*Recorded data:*
..............................

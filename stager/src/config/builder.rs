//! Layered configuration assembly.

use std::path::{Path, PathBuf};

use crate::config::environment::EnvironmentConfig;
use crate::config::loader::ConfigLoader;
use crate::config::merger::ConfigMerger;
use crate::config::schema::Config;
use crate::config::validator::ConfigValidator;
use crate::error::{Error, Result};

/// Builds the effective [`Config`] from files, environment, and overrides.
///
/// Layers are applied lowest to highest: user config, `stager.yaml`,
/// `stager.local.yaml`, `STAGER_*` variables, then [`ConfigBuilder::with_config`].
/// The merged result is validated before it is returned.
///
/// # Examples
///
/// ```
/// use stager::config::{Config, ConfigBuilder};
///
/// let config = ConfigBuilder::new()
///     .skip_files()
///     .skip_env()
///     .with_config(Config { timeout_seconds: Some(30), ..Default::default() })
///     .build()
///     .unwrap();
/// assert_eq!(config.timeout_seconds, Some(30));
/// ```
#[derive(Debug, Default)]
pub struct ConfigBuilder {
    working_dir: Option<PathBuf>,
    config_dir: Option<PathBuf>,
    skip_files: bool,
    skip_env: bool,
    overrides: Vec<Config>,
}

impl ConfigBuilder {
    /// A builder that reads files and environment relative to the current
    /// directory.
    #[must_use]
    pub fn new() -> Self {
        Self::default()
    }

    /// Start project config discovery from `dir`.
    #[must_use]
    pub fn with_working_dir(mut self, dir: impl AsRef<Path>) -> Self {
        self.working_dir = Some(dir.as_ref().to_path_buf());
        self
    }

    /// Read the user config from `dir` instead of `~/.stager`.
    #[must_use]
    pub fn with_config_dir(mut self, dir: impl AsRef<Path>) -> Self {
        self.config_dir = Some(dir.as_ref().to_path_buf());
        self
    }

    /// Do not load any configuration file.
    #[must_use]
    pub fn skip_files(mut self) -> Self {
        self.skip_files = true;
        self
    }

    /// Ignore `STAGER_*` environment variables.
    #[must_use]
    pub fn skip_env(mut self) -> Self {
        self.skip_env = true;
        self
    }

    /// Layer a programmatic config on top of everything else.
    ///
    /// May be called more than once; later calls win.
    #[must_use]
    pub fn with_config(mut self, config: Config) -> Self {
        self.overrides.push(config);
        self
    }

    /// Assemble and validate the configuration.
    ///
    /// # Errors
    ///
    /// Returns an error if a config file cannot be read or parsed, an
    /// environment variable is invalid, or the merged result fails
    /// validation.
    pub fn build(self) -> Result<Config> {
        let mut config = if self.skip_files {
            Config::default()
        } else {
            let working_dir = match self.working_dir {
                Some(dir) => dir,
                None => std::env::current_dir().map_err(|e| Error::io(".", e))?,
            };
            let sources = ConfigLoader::load_all(&working_dir, self.config_dir.as_deref())?;
            log::debug!("merging {} configuration file(s)", sources.len());
            ConfigMerger::merge(sources)
        };

        if !self.skip_env {
            EnvironmentConfig::apply_overrides(&mut config)?;
        }

        for layer in &self.overrides {
            ConfigMerger::merge_into(&mut config, layer);
        }

        ConfigValidator::validate(&config)?;
        Ok(config)
    }
}
#![deny(missing_docs, unsafe_code)]
#![warn(clippy::all, clippy::pedantic)]
#![allow(clippy::module_name_repetitions)]

//! # stager
//!
//! A library for safely applying changes to a live codebase.
//!
//! The live ("active") directory is copied to an isolated staging
//! directory, the copy is changed (typically by running a package manager
//! command), and the result is synchronized back. Every step is gated on a
//! tree of environment preconditions so that neither directory is corrupted.
//!
//! ## Core Types
//!
//! - [`StagePath`] and [`PathSet`]: Path resolution and exclusion sets
//! - [`Precondition`] and [`PreconditionCatalogue`]: Composable environment
//!   checks
//! - [`FileSyncer`]: Directory mirroring with native and rsync backends
//! - [`Workflow`]: The begin, stage, commit, and clean operations
//! - [`Error`] and [`Result`]: Error handling types
//! - [`Logger`] and [`LogLevel`]: Logging infrastructure
//!
//! ## Examples
//!
//! ```
//! use stager::path::{PathSet, StagePath};
//!
//! let path = StagePath::with_base("../app-staging/./web", "/srv/app");
//! assert_eq!(path.absolute(), "/srv/app-staging/web");
//!
//! let exclusions = PathSet::new(["web/sites/default/files/", "vendor"]);
//! assert!(exclusions.excludes("vendor/autoload.php"));
//! assert!(!exclusions.excludes("web/index.php"));
//! ```

pub mod config;
pub mod error;
pub mod fs;
pub mod logging;
pub mod operations;
pub mod path;
pub mod precondition;
pub mod process;
pub mod sync;

// Re-export key types at crate root for convenience
pub use config::{Config, ConfigBuilder};
pub use error::{Error, Result};
pub use logging::{init_logger, LogLevel, Logger};
pub use operations::{Beginner, Cleaner, Committer, OperationOptions, Stager, Workflow};
pub use path::{PathRelationship, PathSet, PathStyle, StagePath};
pub use precondition::{Check, Operation, Precondition, PreconditionCatalogue, PreconditionTree};
pub use process::{OutputSink, OutputStream, ProcessRunner, SystemProcessRunner};
pub use sync::{FileSyncer, SyncerKind};
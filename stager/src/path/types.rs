//! Core types for path handling.

use std::env;
use std::fmt;
use std::path::PathBuf;
use std::sync::OnceLock;

use crate::error::{Error, Result};
use crate::path::style::PathStyle;

static PROCESS_BASE: OnceLock<String> = OnceLock::new();

/// The working directory of this process, captured on first use.
///
/// Later changes to the working directory do not affect the returned value,
/// so every [`StagePath`] created without an explicit base resolves against
/// the same directory.
///
/// # Errors
///
/// Returns an I/O error if the working directory cannot be read the first
/// time this is called.
pub fn process_base_dir() -> Result<&'static str> {
    if let Some(base) = PROCESS_BASE.get() {
        return Ok(base);
    }
    let cwd = env::current_dir().map_err(|e| Error::io(".", e))?;
    let base = PathStyle::native().normalize(&cwd.to_string_lossy());
    Ok(PROCESS_BASE.get_or_init(|| base))
}

/// A possibly-relative path bound to the base directory it resolves against.
///
/// The base is frozen at construction, so the resolved value never depends
/// on later changes to the process working directory. Values are cheap and
/// immutable.
///
/// # Examples
///
/// ```
/// use stager::path::{PathStyle, StagePath};
///
/// let path = StagePath::with_base("vendor/../composer.json", "/srv/app")
///     .with_style(PathStyle::Unix);
/// assert_eq!(path.raw(), "vendor/../composer.json");
/// assert_eq!(path.absolute(), "/srv/app/composer.json");
/// assert!(!path.is_absolute());
/// ```
#[derive(Debug, Clone, PartialEq, Eq, Hash)]
pub struct StagePath {
    raw: String,
    base: String,
    style: PathStyle,
}

impl StagePath {
    /// Create a path that resolves against the process base directory.
    ///
    /// # Errors
    ///
    /// Returns an I/O error if the process base directory has not been
    /// captured yet and the working directory cannot be read.
    pub fn new(raw: impl Into<String>) -> Result<Self> {
        Ok(Self::with_base(raw, process_base_dir()?))
    }

    /// Create a path that resolves against an explicit base directory.
    #[must_use]
    pub fn with_base(raw: impl Into<String>, base: impl AsRef<str>) -> Self {
        let style = PathStyle::native();
        Self {
            raw: raw.into(),
            base: style.normalize(base.as_ref()),
            style,
        }
    }

    /// Use a different platform convention than the native one.
    #[must_use]
    pub fn with_style(mut self, style: PathStyle) -> Self {
        self.base = style.normalize(&self.base);
        self.style = style;
        self
    }

    /// The path exactly as supplied.
    #[must_use]
    pub fn raw(&self) -> &str {
        &self.raw
    }

    /// The normalized base directory.
    #[must_use]
    pub fn base(&self) -> &str {
        &self.base
    }

    /// The platform convention used for resolution.
    #[must_use]
    pub fn style(&self) -> PathStyle {
        self.style
    }

    /// Whether the raw path is absolute on its own.
    #[must_use]
    pub fn is_absolute(&self) -> bool {
        self.style.is_absolute(&self.raw)
    }

    /// The canonical absolute form of this path.
    #[must_use]
    pub fn absolute(&self) -> String {
        self.style.resolve(&self.raw, &self.base)
    }

    /// Resolve the raw path against another path's absolute form instead of
    /// this path's own base.
    ///
    /// # Examples
    ///
    /// ```
    /// use stager::path::{PathStyle, StagePath};
    ///
    /// let staging = StagePath::with_base("/tmp/staging", "/").with_style(PathStyle::Unix);
    /// let file = StagePath::with_base("composer.json", "/srv/app").with_style(PathStyle::Unix);
    /// assert_eq!(file.resolve_against(&staging), "/tmp/staging/composer.json");
    /// ```
    #[must_use]
    pub fn resolve_against(&self, base: &StagePath) -> String {
        self.style.resolve(&self.raw, &base.absolute())
    }

    /// The absolute form as a filesystem path.
    #[must_use]
    pub fn to_path_buf(&self) -> PathBuf {
        PathBuf::from(self.absolute())
    }
}

impl fmt::Display for StagePath {
    fn fmt(&self, f: &mut fmt::Formatter<'_>) -> fmt::Result {
        f.write_str(&self.absolute())
    }
}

..............................

*Work task:*
Would you print exactly the lines from the first line of the entries above through the line that has "use crate::config::schema::Config;", both included, and stop there?

*Response for this exercise:*
filename stager/src/config/builder.rs
//! Layered configuration assembly.

use std::path::{Path, PathBuf};

use crate::config::environment::EnvironmentConfig;
use crate::config::loader::ConfigLoader;
use crate::config::merger::ConfigMerger;
use crate::config::schema::Config;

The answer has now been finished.